Zwei technikaffine Brüder haben schwere Schwachstellen im ICT-System des National Student Financial Aid Scheme entdeckt, die potenziell die persönlichen Daten von Millionen Studenten, einschließlich Bankkonten, für Betrüger freilegen könnten. Die Schwachstellen erlaubten Zugriff auf sensible Nachrichten, Einmal-PINs und sogar administrative Funktionen wie die Änderung von Förderungen. NSFAS hat seit der Meldung die kritischsten Probleme behoben.
Connor Bettridge, ein Informatikstudent am Varsity College in Kapstadt, stieß auf die Probleme, während er bei einer NSFAS-Förderantragshilfe half. Er rief die Kommunikationsseite des Portals auf und sah Adressen, Geschlecht, Einkommen und Bankdetails von Studenten. Sein älterer Bruder Jordan Bettridge, der in der Versicherungstechnologie arbeitet, untersuchte weiter.
Jordan beschrieb, wie das System jedem Zugriff auf alle SMS und E-Mails ermöglichte, die NSFAS seit 2022 versendet hat, einschließlich Einmal-PINs und persönlicher Daten von zwischen einer halben Million und einer Million Antragstellern. „Es war überhaupt nicht schwer. Man konnte ein Skript in 20 Minuten schreiben, das buchstäblich jede einzelne SMS und E-Mail zieht“, sagte er. Durch die Untersuchung des Website-Codes fand Jordan ungesicherte API-Endpunkte für das Admin-Dashboard, die Aktionen wie das Ablehnen von Förderanträgen, Ändern von Bankdetails oder Entzug aktiver Förderungen ermöglichten.

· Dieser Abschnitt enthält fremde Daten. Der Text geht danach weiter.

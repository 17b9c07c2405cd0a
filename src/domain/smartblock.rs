use serde::{Deserialize, Serialize};

/// Classification of an object. Drives source dispatch and query defaults.
#[derive(Debug, Clone, Copy, PartialEq, Eq, Hash, PartialOrd, Ord, Serialize, Deserialize)]
#[serde(rename_all = "camelCase")]
pub enum SmartBlockType {
    Page,
    ProfilePage,
    Home,
    Archive,
    Widget,
    Workspace,
    SpaceView,
    Template,
    BundledTemplate,
    Date,
    File,
    Relation,
    RelationOption,
    ObjectType,
    BundledRelation,
    BundledObjectType,
    AnytypeProfile,
    MissingObject,
    Participant,
    Identity,
    ChatDerived,
    AccountObject,
}

impl SmartBlockType {
    /// Types served by a store source instead of a plain tree source.
    pub fn is_store_backed(self) -> bool {
        matches!(self, SmartBlockType::ChatDerived | SmartBlockType::AccountObject)
    }

    /// Types synthesised in-process with no change tree.
    pub fn is_virtual(self) -> bool {
        matches!(
            self,
            SmartBlockType::Date
                | SmartBlockType::BundledRelation
                | SmartBlockType::BundledObjectType
                | SmartBlockType::AnytypeProfile
                | SmartBlockType::MissingObject
                | SmartBlockType::Participant
        )
    }

    /// Whether the backlinks relation of such an object is maintained.
    pub fn keeps_backlinks(self) -> bool {
        !self.is_virtual()
            && !matches!(
                self,
                SmartBlockType::Home
                    | SmartBlockType::Archive
                    | SmartBlockType::Widget
                    | SmartBlockType::Workspace
                    | SmartBlockType::SpaceView
                    | SmartBlockType::Identity
            )
    }

    /// Changes of these types carry user edits and feed last-modified tracking.
    pub fn tracks_last_modified(self) -> bool {
        !matches!(
            self,
            SmartBlockType::Archive | SmartBlockType::Widget | SmartBlockType::Workspace | SmartBlockType::Home
        )
    }
}

/// Numeric layouts stored under the `layout` relation.
pub mod layout {
    pub const BASIC: i64 = 0;
    pub const PROFILE: i64 = 1;
    pub const TODO: i64 = 2;
    pub const SET: i64 = 3;
    pub const OBJECT_TYPE: i64 = 4;
    pub const RELATION: i64 = 5;
    pub const FILE: i64 = 6;
    pub const DASHBOARD: i64 = 7;
    pub const NOTE: i64 = 9;
    pub const SPACE: i64 = 10;
    pub const RELATION_OPTION: i64 = 13;
    pub const COLLECTION: i64 = 14;
    pub const SPACE_VIEW: i64 = 17;
    pub const PARTICIPANT: i64 = 19;
    pub const DATE: i64 = 21;
    pub const CHAT_DERIVED: i64 = 23;
}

Diese Schwachstellen bauen auf die anhaltenden ICT-Probleme der NSFAS auf, einschließlich Zahlungsverzögerungen und manueller Prozesse, die Studenten Notlagen bereiten. 2024 warnte der ehemalige Administrator Freeman Nomvalo ein parlamentarischen Ausschuss, dass die Systeme anfällig für Cyberangriffe seien und Risiken für Studentendaten bestünden.

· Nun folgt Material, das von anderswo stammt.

//! Source dispatch and reference-counted open sources.

use std::collections::HashMap;
use std::ops::Deref;
use std::sync::Arc;

use log::{debug, warn};
use parking_lot::{Mutex, RwLock};

use super::{Source, StoreSource, TreeSource, VirtualSource};
use crate::app::{App, Component};
use crate::error::{EngineError, Result};
use crate::objectstore::{CommonStore, ObjectStore};
use crate::objecttree::{KeyValueService, SpaceService};
use crate::typeprovider::TypeProvider;

struct OpenSource {
    source: Arc<dyn Source>,
    leases: usize,
}

type OpenMap = Arc<Mutex<HashMap<String, OpenSource>>>;

pub struct SourceRegistry {
    common: Arc<CommonStore>,
    spaces: Arc<dyn SpaceService>,
    types: Arc<TypeProvider>,
    tech_space_id: String,
    statics: RwLock<HashMap<String, Arc<dyn Source>>>,
    open: OpenMap,
}

impl SourceRegistry {
    pub fn new(
        common: Arc<CommonStore>,
        spaces: Arc<dyn SpaceService>,
        types: Arc<TypeProvider>,
        tech_space_id: &str,
    ) -> Self {
        Self {
            common,
            spaces,
            types,
            tech_space_id: tech_space_id.to_string(),
            statics: RwLock::new(HashMap::new()),
            open: Arc::new(Mutex::new(HashMap::new())),
        }
    }

    pub fn type_provider(&self) -> &Arc<TypeProvider> {
        &self.types
    }

    /// Builds a fresh source for `id`.
    ///
    /// Virtual prefixes win, then static registrations, then the type
    /// provider decides between a store and a plain tree source.
    pub fn new_source(&self, space_id: &str, id: &str) -> Result<Arc<dyn Source>> {
        if let Some(source) = VirtualSource::parse(space_id, id) {
            return Ok(Arc::new(source));
        }
        if let Some(source) = self.statics.read().get(id) {
            return Ok(source.clone());
        }

        let sb_type = self.types.type_by_id(space_id, id)?;
        let space = self.spaces.get_space(space_id)?;
        let builder = space
            .tree_builder()
            .ok_or_else(|| EngineError::SpaceWithoutTreeBuilder(space_id.to_string()))?;
        let tree = builder.build_tree(id)?;
        self.common.bind_id(id, space_id)?;

        let source: Arc<dyn Source> = if sb_type.is_store_backed() {
            let key_value = self.tech_key_value().or_else(|| space.key_value());
            StoreSource::new(space_id, tree, key_value)?
        } else {
            TreeSource::new(space_id, tree)?
        };
        debug!("built {:?} source for {id} in {space_id}", source.kind());
        Ok(source)
    }

    /// Serves `source` for its id from now on and binds the id to its space.
    pub fn register_static(&self, source: Arc<dyn Source>) -> Result<()> {
        self.common.bind_id(source.id(), source.space_id())?;
        self.types.register_static(source.id(), source.smartblock_type());
        self.statics.write().insert(source.id().to_string(), source);
        Ok(())
    }

    pub fn unregister_static(&self, id: &str) {
        self.types.unregister_static(id);
        self.statics.write().remove(id);
    }

    /// Shared handle on the open source of `id`, building it on first use.
    pub fn acquire(&self, space_id: &str, id: &str) -> Result<SourceLease> {
        let mut open = self.open.lock();
        if let Some(entry) = open.get_mut(id) {
            if entry.source.space_id() != space_id {
                return Err(EngineError::SpaceMismatch {
                    id: id.to_string(),
                    existing: entry.source.space_id().to_string(),
                    requested: space_id.to_string(),
                });
            }
            entry.leases += 1;
            return Ok(SourceLease {
                id: id.to_string(),
                source: entry.source.clone(),
                open: self.open.clone(),
            });
        }

        let source = self.new_source(space_id, id)?;
        open.insert(
            id.to_string(),
            OpenSource {
                source: source.clone(),
                leases: 1,
            },
        );
        Ok(SourceLease {
            id: id.to_string(),
            source,
            open: self.open.clone(),
        })
    }

    pub fn is_open(&self, id: &str) -> bool {
        self.open.lock().contains_key(id)
    }

    /// Number of sources held by at least one lease.
    pub fn open_count(&self) -> usize {
        self.open.lock().len()
    }

    /// Closes every open source regardless of outstanding leases.
    pub fn close_all(&self) {
        let drained: Vec<OpenSource> = self.open.lock().drain().map(|(_, e)| e).collect();
        for entry in drained {
            if let Err(e) = entry.source.close() {
                warn!("failed to close source {}: {e}", entry.source.id());
            }
        }
    }

    fn tech_key_value(&self) -> Option<Arc<dyn KeyValueService>> {
        self.spaces
            .get_space(&self.tech_space_id)
            .ok()
            .and_then(|space| space.key_value())
    }
}

/// Counted reference to an open source. The source is closed when the last
/// lease is dropped.
pub struct SourceLease {
    id: String,
    source: Arc<dyn Source>,
    open: OpenMap,
}

impl SourceLease {
    pub fn source(&self) -> Arc<dyn Source> {
        self.source.clone()
    }
}

impl Deref for SourceLease {
    type Target = dyn Source;

    fn deref(&self) -> &Self::Target {
        self.source.as_ref()
    }
}

/// Leases only count against the entry they were issued for; a source reopened
/// under the same id after `close_all` is a different entry.
fn same_source(a: &Arc<dyn Source>, b: &Arc<dyn Source>) -> bool {
    std::ptr::eq(Arc::as_ptr(a) as *const (), Arc::as_ptr(b) as *const ())
}

impl Clone for SourceLease {
    fn clone(&self) -> Self {
        if let Some(entry) = self.open.lock().get_mut(&self.id) {
            if same_source(&entry.source, &self.source) {
                entry.leases += 1;
            }
        }
        Self {
            id: self.id.clone(),
            source: self.source.clone(),
            open: self.open.clone(),
        }
    }
}

impl Drop for SourceLease {
    fn drop(&mut self) {
        let closing = {
            let mut open = self.open.lock();
            let last = match open.get_mut(&self.id) {
                Some(entry) if same_source(&entry.source, &self.source) => {
                    entry.leases = entry.leases.saturating_sub(1);
                    entry.leases == 0
                }
                _ => false,
            };
            if last {
                open.remove(&self.id).map(|e| e.source)
            } else {
                None
            }
        };
        if let Some(source) = closing {
            if let Err(e) = source.close() {
                warn!("failed to close source {}: {e}", self.id);
            }
        }
    }
}

impl Component for SourceRegistry {
    fn name(&self) -> &'static str {
        "source"
    }

    fn init(&self, app: &App) -> Result<()> {
        app.component::<TypeProvider>()?;
        app.component::<ObjectStore>()?;
        Ok(())
    }

    fn close(&self) -> Result<()> {
        self.close_all();
        Ok(())
    }
}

Jordan hob potenzielle Folgen hervor: Betrüger könnten Fördermittel auf ihre eigenen Konten umleiten oder geleakte Daten im Dark Web verkaufen. Die Brüder versuchten zuerst, NSFAS direkt zu kontaktieren, erhielten aber keine Antwort. Dann wandten sie sich an MyBroadband und informierten das Medienteam sowie den kommissarischen CEO Waseem Carrim, der bestätigte, dass die Probleme behoben wurden.
NSFAS veröffentlichte eine Erklärung, in der bestätigt wurde, dass angemeldete Nutzer alle systemgenerierten Nachrichten, einschließlich OTPs, einsehen konnten und dass bestimmte API-Endpunkte unsicher waren, was Admin-Aktionen wie den Entzug von Berufungen ermöglichte. „NSFAS wurde auf eine potenzielle Sicherheitslücke aufmerksam und aktivierte umgehend seine Informationssicherheits- und Incident-Management-Protokolle“, hieß es darin. Die Behörde stärkte Zugriffskontrollen und verbesserte die Überwachung, ging aber nicht auf die Verantwortung für die Systemeinrichtung ein.
Dieser Vorfall erinnert an einen Fall aus 2024, in dem Studenten der Stellenbosch University Betrugsschwachstellen im SASSA-Sozialhilfesystem aufdeckten und eine parlamentarische Untersuchung auslösten.